Tips for Writing Historical Fiction

25 Nov

Before NaNoWriMo began, Nicole recommended this article to me, knowing that I couldn’t help but blog about it.

Author Susanna Calkins was a historian before she was an author. When she began writing, she quickly realized that 100% historical accuracy was not plausible in her novel set in 17th Century England. She shares some guidelines for other historical fiction writers. I’ll summarize and give my opinions below.

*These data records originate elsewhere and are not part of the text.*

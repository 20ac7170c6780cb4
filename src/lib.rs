// SPDX-License-Identifier: MPL-2.0
//! `dji_photo_coords` extracts the GPS position embedded in drone photos and
//! writes one CSV row per located image.
//!
//! The pipeline reads each JPEG's EXIF segment into a typed tag dictionary,
//! converts the GPS group into signed decimal degrees, DMS text and altitude
//! in meters and feet, and appends the result to a record sink.

#![doc(html_root_url = "https://docs.rs/dji_photo_coords/0.3.0")]

pub mod batch;
pub mod config;
pub mod directory_scanner;
pub mod domain;
pub mod error;
pub mod export;
pub mod media;

#[cfg(test)]
mod test_utils;
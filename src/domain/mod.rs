// SPDX-License-Identifier: MPL-2.0
//! Domain layer - Core types with ZERO external dependencies.
//!
//! This module contains pure domain types and value objects. It has no
//! dependencies on external crates (except `std`) so the coordinate logic
//! can be tested without touching the filesystem or an EXIF decoder.
//!
//! # Modules
//!
//! - [`metadata`]: Tag dictionary model ([`TagDictionary`](metadata::TagDictionary),
//!   [`TagValue`](metadata::TagValue), [`GpsBlock`](metadata::GpsBlock)) and
//!   coordinate output types ([`CoordinateRecord`](metadata::CoordinateRecord))

pub mod metadata;
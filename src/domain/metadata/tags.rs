// SPDX-License-Identifier: MPL-2.0
//! Tag dictionary model.
//!
//! Embedded metadata is a heterogeneous mapping: a tag can hold text, a single
//! character, integers, rationals or (for the GPS group) a nested mapping keyed
//! by numeric indices. [`TagValue`] makes every shape an explicit variant so that
//! consumers match on it instead of guessing.

use std::collections::BTreeMap;
use std::fmt;

/// Name under which the GPS sub-block is stored in a [`TagDictionary`].
pub const GPS_GROUP: &str = "GPSInfo";

/// Fixed numeric indices inside the GPS sub-block.
pub mod gps_index {
    /// Latitude hemisphere reference ('N' / 'S')
    pub const LATITUDE_REF: u16 = 1;
    /// Latitude as (degrees, minutes, seconds)
    pub const LATITUDE: u16 = 2;
    /// Longitude hemisphere reference ('E' / 'W')
    pub const LONGITUDE_REF: u16 = 3;
    /// Longitude as (degrees, minutes, seconds)
    pub const LONGITUDE: u16 = 4;
    /// Altitude above the reference level, in meters
    pub const ALTITUDE: u16 = 6;
}

// =============================================================================
// Rational
// =============================================================================

/// A numerator/denominator pair as stored by the metadata format.
///
/// Signed so that both unsigned and signed rational tags fit; the denominator
/// is kept as-is, which means a zero denominator yields a non-finite value.
#[derive(Debug, Clone, Copy, PartialEq, Eq)]
pub struct Rational {
    pub num: i64,
    pub denom: i64,
}

impl Rational {
    #[must_use]
    pub fn new(num: i64, denom: i64) -> Self {
        Self { num, denom }
    }

    /// Converts to a float; `NaN` or infinite when the denominator is zero.
    #[must_use]
    pub fn to_f64(self) -> f64 {
        self.num as f64 / self.denom as f64
    }
}

impl From<(u32, u32)> for Rational {
    fn from((num, denom): (u32, u32)) -> Self {
        Self::new(i64::from(num), i64::from(denom))
    }
}

impl fmt::Display for Rational {
    fn fmt(&self, f: &mut fmt::Formatter<'_>) -> fmt::Result {
        write!(f, "{}/{}", self.num, self.denom)
    }
}

// =============================================================================
// TagKey / TagValue
// =============================================================================

/// Identifier of a tag: its standard name when one exists, otherwise the raw
/// numeric identifier.
#[derive(Debug, Clone, PartialEq, Eq, PartialOrd, Ord, Hash)]
pub enum TagKey {
    Name(String),
    Id(u16),
}

impl From<&str> for TagKey {
    fn from(name: &str) -> Self {
        TagKey::Name(name.to_string())
    }
}

impl fmt::Display for TagKey {
    fn fmt(&self, f: &mut fmt::Formatter<'_>) -> fmt::Result {
        match self {
            TagKey::Name(name) => write!(f, "{name}"),
            TagKey::Id(id) => write!(f, "{id}"),
        }
    }
}

/// A decoded tag value.
#[derive(Debug, Clone, PartialEq)]
pub enum TagValue {
    /// Single-character ASCII value (e.g. a hemisphere reference)
    Char(char),
    Text(String),
    Integer(i64),
    Integers(Vec<i64>),
    Rational(Rational),
    /// Tuple of rationals (e.g. degrees, minutes, seconds)
    Rationals(Vec<Rational>),
    Real(f64),
    Reals(Vec<f64>),
    /// Opaque bytes for undefined or unknown value types
    Undefined(Vec<u8>),
    /// Nested mapping keyed by numeric index (the GPS group)
    Group(BTreeMap<u16, TagValue>),
}

impl TagValue {
    /// Returns the value as one character, accepting single-character text.
    pub fn as_char(&self) -> Option<char> {
        match self {
            TagValue::Char(c) => Some(*c),
            TagValue::Text(text) => {
                let mut chars = text.trim().chars();
                match (chars.next(), chars.next()) {
                    (Some(c), None) => Some(c),
                    _ => None,
                }
            }
            _ => None,
        }
    }

    /// Returns the value as a rational tuple; a lone rational is a one-element tuple.
    pub fn as_rationals(&self) -> Option<&[Rational]> {
        match self {
            TagValue::Rationals(values) => Some(values),
            TagValue::Rational(value) => Some(std::slice::from_ref(value)),
            _ => None,
        }
    }

    /// Returns a single numeric value as a float.
    pub fn as_real(&self) -> Option<f64> {
        match self {
            TagValue::Rational(value) => Some(value.to_f64()),
            TagValue::Rationals(values) => values.first().map(|value| value.to_f64()),
            TagValue::Integer(value) => Some(*value as f64),
            TagValue::Real(value) => Some(*value),
            TagValue::Reals(values) => values.first().copied(),
            _ => None,
        }
    }

    pub fn as_group(&self) -> Option<GpsBlock<'_>> {
        match self {
            TagValue::Group(entries) => Some(GpsBlock(entries)),
            _ => None,
        }
    }
}

// =============================================================================
// TagDictionary
// =============================================================================

/// All tags decoded from one image's primary directory.
///
/// Read-only once produced by the metadata reader.
#[derive(Debug, Clone, Default, PartialEq)]
pub struct TagDictionary {
    entries: BTreeMap<TagKey, TagValue>,
}

impl TagDictionary {
    pub fn new() -> Self {
        Self::default()
    }

    pub fn insert(&mut self, key: TagKey, value: TagValue) {
        self.entries.insert(key, value);
    }

    pub fn get(&self, key: &TagKey) -> Option<&TagValue> {
        self.entries.get(key)
    }

    /// Looks up a tag by its standard name.
    pub fn get_named(&self, name: &str) -> Option<&TagValue> {
        self.entries.get(&TagKey::from(name))
    }

    /// Returns the raw GPS group entry, whatever its shape.
    ///
    /// `None` means the image has no GPS fix, which is a normal outcome.
    pub fn gps(&self) -> Option<&TagValue> {
        self.get_named(GPS_GROUP)
    }

    pub fn len(&self) -> usize {
        self.entries.len()
    }

    pub fn is_empty(&self) -> bool {
        self.entries.is_empty()
    }

    pub fn iter(&self) -> impl Iterator<Item = (&TagKey, &TagValue)> {
        self.entries.iter()
    }
}

impl FromIterator<(TagKey, TagValue)> for TagDictionary {
    fn from_iter<I: IntoIterator<Item = (TagKey, TagValue)>>(iter: I) -> Self {
        Self {
            entries: iter.into_iter().collect(),
        }
    }
}

// =============================================================================
// GpsBlock
// =============================================================================

/// Borrowed view of the GPS sub-block, keyed by the indices in [`gps_index`].
#[derive(Debug, Clone, Copy, PartialEq)]
pub struct GpsBlock<'a>(&'a BTreeMap<u16, TagValue>);

impl<'a> GpsBlock<'a> {
    pub fn get(&self, index: u16) -> Option<&'a TagValue> {
        self.0.get(&index)
    }

    pub fn len(&self) -> usize {
        self.0.len()
    }

    pub fn is_empty(&self) -> bool {
        self.0.is_empty()
    }
}
// SPDX-License-Identifier: MPL-2.0
//! Test utilities for float comparisons and JPEG fixtures.
//!
//! This module re-exports the `approx` crate's assertion macros for float comparison,
//! and the in-memory JPEG builders that the integration tests use as well.

// Re-export approx macros for convenient use in tests
pub use approx::assert_abs_diff_eq;

#[path = "../tests/common/mod.rs"]
mod fixtures;

pub use fixtures::{jpeg_with_exif, make_field, plain_jpeg, png_header, write_file, GpsFixture};

/// Default epsilon for f64 comparisons of decimal degrees.
pub const F64_EPSILON: f64 = 1e-9;
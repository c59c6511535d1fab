//! Application state for the TUI.
//!
//! Holds the mode selector, the parameter input and the presentation
//! binding, and turns key presses into state changes or run requests.

use crate::binding::{PresentationBinding, RunTicket};
use crate::catalog::{ModeId, QueryMode, CATALOG};
use crate::db::ResultSet;
use crate::error::Result;
use crossterm::event::{KeyCode, KeyEvent, KeyModifiers};

/// What the event loop must do after a key press.
#[derive(Debug, Clone, PartialEq, Eq)]
pub enum KeyAction {
    None,
    /// Start the lookup for `ticket` with the given raw input.
    Run { ticket: RunTicket, input: String },
    Quit,
}

/// Main application state.
pub struct App {
    /// Whether the application should keep running.
    pub running: bool,
    /// Index of the highlighted mode.
    pub selected_mode: ModeId,
    /// Raw parameter text.
    pub input: String,
    /// Connection info for display.
    pub connection_info: Option<String>,
    binding: PresentationBinding,
}

impl App {
    /// Creates the state with the first mode selected.
    pub fn new(connection_info: Option<String>) -> Result<Self> {
        Ok(Self {
            running: true,
            selected_mode: 0,
            input: String::new(),
            connection_info,
            binding: PresentationBinding::new(0)?,
        })
    }

    pub fn binding(&self) -> &PresentationBinding {
        &self.binding
    }

    pub fn selected(&self) -> Option<&'static QueryMode> {
        CATALOG.modes().get(self.selected_mode)
    }

    /// Selects `mode_id` and shows its headers.
    pub fn select_mode(&mut self, mode_id: ModeId) {
        if self.binding.on_mode_changed(mode_id).is_ok() {
            self.selected_mode = mode_id;
        }
    }

    /// Handles a key press.
    pub fn handle_key(&mut self, key: KeyEvent) -> KeyAction {
        match key.code {
            KeyCode::Char('c') | KeyCode::Char('q')
                if key.modifiers.contains(KeyModifiers::CONTROL) =>
            {
                self.running = false;
                KeyAction::Quit
            }
            KeyCode::Esc => {
                self.running = false;
                KeyAction::Quit
            }
            KeyCode::Up | KeyCode::BackTab => {
                self.select_mode(CATALOG.previous_mode(self.selected_mode));
                KeyAction::None
            }
            KeyCode::Down | KeyCode::Tab => {
                self.select_mode(CATALOG.next_mode(self.selected_mode));
                KeyAction::None
            }
            KeyCode::Enter => match self.binding.begin_run(self.selected_mode) {
                Ok(ticket) => KeyAction::Run {
                    ticket,
                    input: self.input.clone(),
                },
                // Rejected runs are already recorded in the view.
                Err(_) => KeyAction::None,
            },
            KeyCode::Backspace => {
                self.input.pop();
                self.binding.dismiss_error();
                KeyAction::None
            }
            KeyCode::Char(c) => {
                self.input.push(c);
                self.binding.dismiss_error();
                KeyAction::None
            }
            _ => KeyAction::None,
        }
    }

    /// Applies a finished lookup to the view.
    pub fn apply_outcome(&mut self, ticket: RunTicket, outcome: Result<ResultSet>) {
        // Failures are kept in the view for the status line.
        let _ = self.binding.complete_run(ticket, outcome);
    }
}
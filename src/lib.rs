//! shelf-lookup - predefined product and inventory lookups.
//!
//! This library exposes the core modules for the binary and for
//! integration tests.

pub mod binding;
pub mod catalog;
pub mod cli;
pub mod config;
pub mod db;
pub mod dispatch;
pub mod error;
pub mod logging;
pub mod output;
pub mod tui;
//! Registry of the lookup modes offered in the mode selector.
//!
//! Each mode declares what kind of input it expects, which columns its
//! results carry, and which store operation (if any) answers it. Adding a
//! mode only touches [`CATALOG`].

use crate::error::{Result, ShelfError};
use serde::Serialize;

/// Index of a mode in the selector.
pub type ModeId = usize;

/// Ordered column names of a mode's result table.
pub type ColumnSchema = &'static [&'static str];

/// How the operator's raw text is interpreted for a mode.
#[derive(Debug, Clone, Copy, PartialEq, Eq, Serialize)]
#[serde(rename_all = "lowercase")]
pub enum InputKind {
    /// Base-10 signed integer.
    Integer,
    /// Free text, passed through verbatim.
    Text,
}

impl InputKind {
    /// Short hint shown next to the input field.
    pub fn hint(&self) -> &'static str {
        match self {
            Self::Integer => "number",
            Self::Text => "text",
        }
    }
}

/// Store operation a mode is answered by.
#[derive(Debug, Clone, Copy, PartialEq, Eq, Serialize)]
#[serde(rename_all = "snake_case")]
pub enum Lookup {
    ProductById,
    ProductsByCategory,
}

/// A selectable lookup.
#[derive(Debug, Clone, Copy, PartialEq, Eq, Serialize)]
pub struct QueryMode {
    pub id: ModeId,
    pub label: &'static str,
    pub input_kind: InputKind,
    pub columns: ColumnSchema,
    /// `None` for modes listed in the selector that no store operation answers yet.
    pub lookup: Option<Lookup>,
}

/// The registered modes, indexed by position.
pub static CATALOG: QueryCatalog = QueryCatalog {
    modes: &[
        QueryMode {
            id: 0,
            label: "Product by ID",
            input_kind: InputKind::Integer,
            columns: &["ID", "Name", "Category", "Price", "Quantity"],
            lookup: Some(Lookup::ProductById),
        },
        QueryMode {
            id: 1,
            label: "Products by category",
            input_kind: InputKind::Text,
            columns: &["ID", "Name", "Price", "Quantity"],
            lookup: Some(Lookup::ProductsByCategory),
        },
        QueryMode {
            id: 2,
            label: "Suppliers for product",
            input_kind: InputKind::Integer,
            columns: &["Supplier ID", "Supplier", "Phone", "Unit Cost"],
            lookup: None,
        },
        QueryMode {
            id: 3,
            label: "Warehouse pickups",
            input_kind: InputKind::Integer,
            columns: &["Pickup ID", "Warehouse", "Product", "Quantity", "Picked Up"],
            lookup: None,
        },
    ],
};

/// Read-only mode registry.
#[derive(Debug)]
pub struct QueryCatalog {
    modes: &'static [QueryMode],
}

impl QueryCatalog {
    /// Returns the mode registered at `mode_id`.
    pub fn mode(&self, mode_id: ModeId) -> Result<&QueryMode> {
        self.modes
            .get(mode_id)
            .ok_or_else(|| ShelfError::unknown_mode(mode_id))
    }

    /// Returns the result columns for `mode_id`.
    pub fn schema_for(&self, mode_id: ModeId) -> Result<ColumnSchema> {
        self.mode(mode_id).map(|mode| mode.columns)
    }

    /// Returns the input kind for `mode_id`.
    pub fn input_kind_for(&self, mode_id: ModeId) -> Result<InputKind> {
        self.mode(mode_id).map(|mode| mode.input_kind)
    }

    /// All registered modes in selector order.
    pub fn modes(&self) -> &'static [QueryMode] {
        self.modes
    }

    pub fn len(&self) -> usize {
        self.modes.len()
    }

    pub fn is_empty(&self) -> bool {
        self.modes.is_empty()
    }

    /// Mode after `mode_id`, wrapping to the first.
    pub fn next_mode(&self, mode_id: ModeId) -> ModeId {
        if self.modes.is_empty() {
            return 0;
        }
        (mode_id + 1) % self.modes.len()
    }

    /// Mode before `mode_id`, wrapping to the last.
    pub fn previous_mode(&self, mode_id: ModeId) -> ModeId {
        if self.modes.is_empty() {
            return 0;
        }
        if mode_id == 0 || mode_id >= self.modes.len() {
            self.modes.len() - 1
        } else {
            mode_id - 1
        }
    }
}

  1. Understand the period and everyday life in it.
    I think this is rule #1 and I discussed in a post about my own research process how I did this. It’s a good background and first step.
  2. Show history through character interaction.
    Calkins relates this to the ‘show don’t tell’ rule. A character marveling over the new electric streetlamps is more ‘showing’ than explaining that electric power is new in some cities and that many were still amazed by the new technology (telling).
  3. Have your characters question their place in society.
    I don’t know if I agree that this is a steadfast rule, but I definitely used this technique in WIP1, my YA Historical Fiction. It’s a good way to talk about societal change that will come and to ‘show’ why the society is the way it is during the given time period.
  4. The Internet can be good
    Agree here. Need to know what the interior of a 1927 Lincoln looks like? Need to see demographic information from the 1939 Census? The Internet is your friend. But be warned, this goes along with our next fact…
  5. The Internet can be bad.
    Want to know if Al Capone had a secret lover? Are you thinking that the St. Valentine’s Day Massacre was a conspiracy? These are topics best discussed in books where fact checking is required and hearsay on the Internet isn’t published. Go to the library.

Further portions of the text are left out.